CUDA----Memory Model

Source: Internet
Author: User
Tags nvcc

Memory

The performance of kernel can not be explained simply from the execution of Warp. For example, the previous post involved that setting the block dimension to half of the warp size would cause the load efficiency to be lowered, which could not be explained by warp scheduling or parallelism. The root cause is that the way to get global memory is poor.

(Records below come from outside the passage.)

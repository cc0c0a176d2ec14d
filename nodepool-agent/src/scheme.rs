//! Process-wide kind registry.
//!
//! Maps a kind name to its group/version so owner references and other
//! type metadata are built from a single place. The global instance is
//! created lazily and the built-in kinds are registered exactly once, no
//! matter how many controllers are constructed in the same process.

use std::collections::HashMap;
use std::sync::{OnceLock, PoisonError, RwLock};

use k8s_openapi::api::core::v1::Node;
use k8s_openapi::apimachinery::pkg::apis::meta::v1::OwnerReference;
use kube::Resource;
use kube::core::GroupVersionKind;
use thiserror::Error;

use crate::resource::PoolInventory;

#[derive(Debug, Clone, PartialEq, Eq, Error)]
pub enum SchemeError {
    #[error("kind {kind} already registered as {existing}")]
    KindConflict { kind: String, existing: String },

    #[error("kind {0} is not registered")]
    UnknownKind(String),
}

/// Registry of known kinds.
pub struct Scheme {
    kinds: RwLock<HashMap<String, GroupVersionKind>>,
}

impl Scheme {
    /// Create a new empty scheme.
    pub fn new() -> Self {
        Scheme {
            kinds: RwLock::new(HashMap::new()),
        }
    }

    /// Register a statically typed resource.
    pub fn register<K: Resource<DynamicType = ()>>(&self) -> Result<(), SchemeError> {
        let gvk = GroupVersionKind::gvk(&K::group(&()), &K::version(&()), &K::kind(&()));
        self.register_gvk(gvk)
    }

    /// Register a kind. Registering the same kind twice with an identical
    /// group/version is a no-op.
    pub fn register_gvk(&self, gvk: GroupVersionKind) -> Result<(), SchemeError> {
        let mut kinds = self.kinds.write().unwrap_or_else(PoisonError::into_inner);
        match kinds.get(&gvk.kind) {
            Some(existing) if *existing == gvk => Ok(()),
            Some(existing) => Err(SchemeError::KindConflict {
                kind: gvk.kind.clone(),
                existing: existing.api_version(),
            }),
            None => {
                kinds.insert(gvk.kind.clone(), gvk);
                Ok(())
            }
        }
    }

    pub fn lookup(&self, kind: &str) -> Option<GroupVersionKind> {
        self.kinds
            .read()
            .unwrap_or_else(PoisonError::into_inner)
            .get(kind)
            .cloned()
    }

    pub fn len(&self) -> usize {
        self.kinds.read().unwrap_or_else(PoisonError::into_inner).len()
    }

    pub fn is_empty(&self) -> bool {
        self.len() == 0
    }

    /// Build an owner reference pointing at an object of a registered kind.
    pub fn owner_reference(
        &self,
        kind: &str,
        name: &str,
        uid: &str,
        controller: bool,
    ) -> Result<OwnerReference, SchemeError> {
        let gvk = self
            .lookup(kind)
            .ok_or_else(|| SchemeError::UnknownKind(kind.to_string()))?;

        Ok(OwnerReference {
            api_version: gvk.api_version(),
            kind: gvk.kind,
            name: name.to_string(),
            uid: uid.to_string(),
            controller: Some(controller),
            block_owner_deletion: None,
        })
    }
}

impl Default for Scheme {
    fn default() -> Self {
        Self::new()
    }
}

/// The process-wide scheme.
pub fn global() -> &'static Scheme {
    static SCHEME: OnceLock<Scheme> = OnceLock::new();
    SCHEME.get_or_init(Scheme::new)
}

/// Register the kinds used by the agent in the global scheme. Runs once.
pub fn add_to_scheme() -> Result<(), SchemeError> {
    static INIT: OnceLock<Result<(), SchemeError>> = OnceLock::new();
    INIT.get_or_init(|| {
        let scheme = global();
        scheme.register::<Node>()?;
        scheme.register::<PoolInventory>()
    })
    .clone()
}

#[cfg(test)]
mod tests {
    use super::*;

    #[test]
    fn test_register_is_idempotent() {
        let scheme = Scheme::new();
        assert!(scheme.is_empty());

        scheme.register::<PoolInventory>().unwrap();
        scheme.register::<PoolInventory>().unwrap();
        assert_eq!(scheme.len(), 1);

        let gvk = scheme.lookup("PoolInventory").unwrap();
        assert_eq!(gvk.api_version(), "nodepool.mvirt.io/v1");
    }

    #[test]
    fn test_register_conflict() {
        let scheme = Scheme::new();
        scheme.register::<Node>().unwrap();

        let result = scheme.register_gvk(GroupVersionKind::gvk("example.io", "v2", "Node"));
        assert!(matches!(result, Err(SchemeError::KindConflict { .. })));
        assert_eq!(scheme.lookup("Node").unwrap().api_version(), "v1");
    }

    #[test]
    fn test_owner_reference() {
        let scheme = Scheme::new();
        scheme.register::<Node>().unwrap();

        let owner = scheme
            .owner_reference("Node", "node-1", "uid-1", true)
            .unwrap();
        assert_eq!(owner.api_version, "v1");
        assert_eq!(owner.kind, "Node");
        assert_eq!(owner.name, "node-1");
        assert_eq!(owner.uid, "uid-1");
        assert_eq!(owner.controller, Some(true));

        assert_eq!(
            scheme.owner_reference("Pod", "p", "u", false),
            Err(SchemeError::UnknownKind("Pod".to_string()))
        );
    }

    #[test]
    fn test_add_to_scheme_concurrently() {
        let handles: Vec<_> = (0..8)
            .map(|_| std::thread::spawn(add_to_scheme))
            .collect();
        for handle in handles {
            handle.join().unwrap().unwrap();
        }
        assert!(global().lookup("Node").is_some());
        assert!(global().lookup("PoolInventory").is_some());
    }
}
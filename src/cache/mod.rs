//! Shared TTL key-value cache.
//!
//! The cache is the only synchronization point between concurrent requests
//! for the same principal: leases, quotas, challenges, pending
//! registrations and revocation watermarks all live here.
mod memory;
mod redis;

pub use self::memory::MemoryCache;
pub use self::redis::RedisCache;

use std::time::Duration;

use async_trait::async_trait;

use crate::error::Result;

/// Port for cache primitives. Each call is atomic in isolation; nothing
/// else is relied upon.
#[async_trait]
pub trait Cache: Send + Sync {
    /// Store `value` only if `key` is absent. Returns whether it was stored.
    async fn set_if_absent(
        &self,
        key: &str,
        value: &str,
        ttl: Duration,
    ) -> Result<bool>;

    async fn get(&self, key: &str) -> Result<Option<String>>;

    /// Overwrite `key`. Without `ttl` the key persists until overwritten.
    async fn set(
        &self,
        key: &str,
        value: &str,
        ttl: Option<Duration>,
    ) -> Result<()>;

    /// Increment the counter at `key` and return the new count. `window`
    /// becomes the key TTL on the first increment only. A counter already at
    /// `ceiling` is left as is and `ceiling + 1` is returned.
    async fn increment(
        &self,
        key: &str,
        window: Duration,
        ceiling: i64,
    ) -> Result<i64>;

    /// Store `value` at `key` unless the stored number is already greater,
    /// without TTL. Returns the number kept.
    async fn raise(&self, key: &str, value: i64) -> Result<i64>;

    async fn delete(&self, key: &str) -> Result<()>;
}

/// Whole seconds, never zero (a zero TTL is rejected by Redis).
fn seconds(ttl: Duration) -> u64 {
    ttl.as_secs().max(1)
}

It is well known that the operation of memory occupies a very important position in the language that emphasizes efficiency. Low-latency and High-bandwidth are ideal conditions for high performance. But buying a memory with a large capacity and high performance is unrealistic, or not economical. Therefore, we should try to rely on the software level to obtain the best latency and bandwidth. Cuda divides the memory model unit into two systems, device and host, which exposes its RAM structure for us to operate, giving users ample flexibility to use.

Benefits of a Memory Hierarchy

In general, program access to resources is regular, that is, computer architecture often referred to the local principle. It is divided into time locality and spatial locality. I believe that everyone is familiar with the computer memory knowledge, here is not much to say, only simple mention.

The main memory of GPU and CPU is realized by DRAM, and the cache is realized by using lower-latency SRAM. The storage structure of the GPU and CPU is basically the same. Moreover, CUDA presents the memory structure to the user better, thus allowing for more flexible control program behavior.

CUDA Memory Model

For programmers, memory can be divided into the following two categories:

    • Programmable: We can operate the part flexibly.
    • Non-programmable: Can not operate, by a set of automatic mechanism to achieve good performance.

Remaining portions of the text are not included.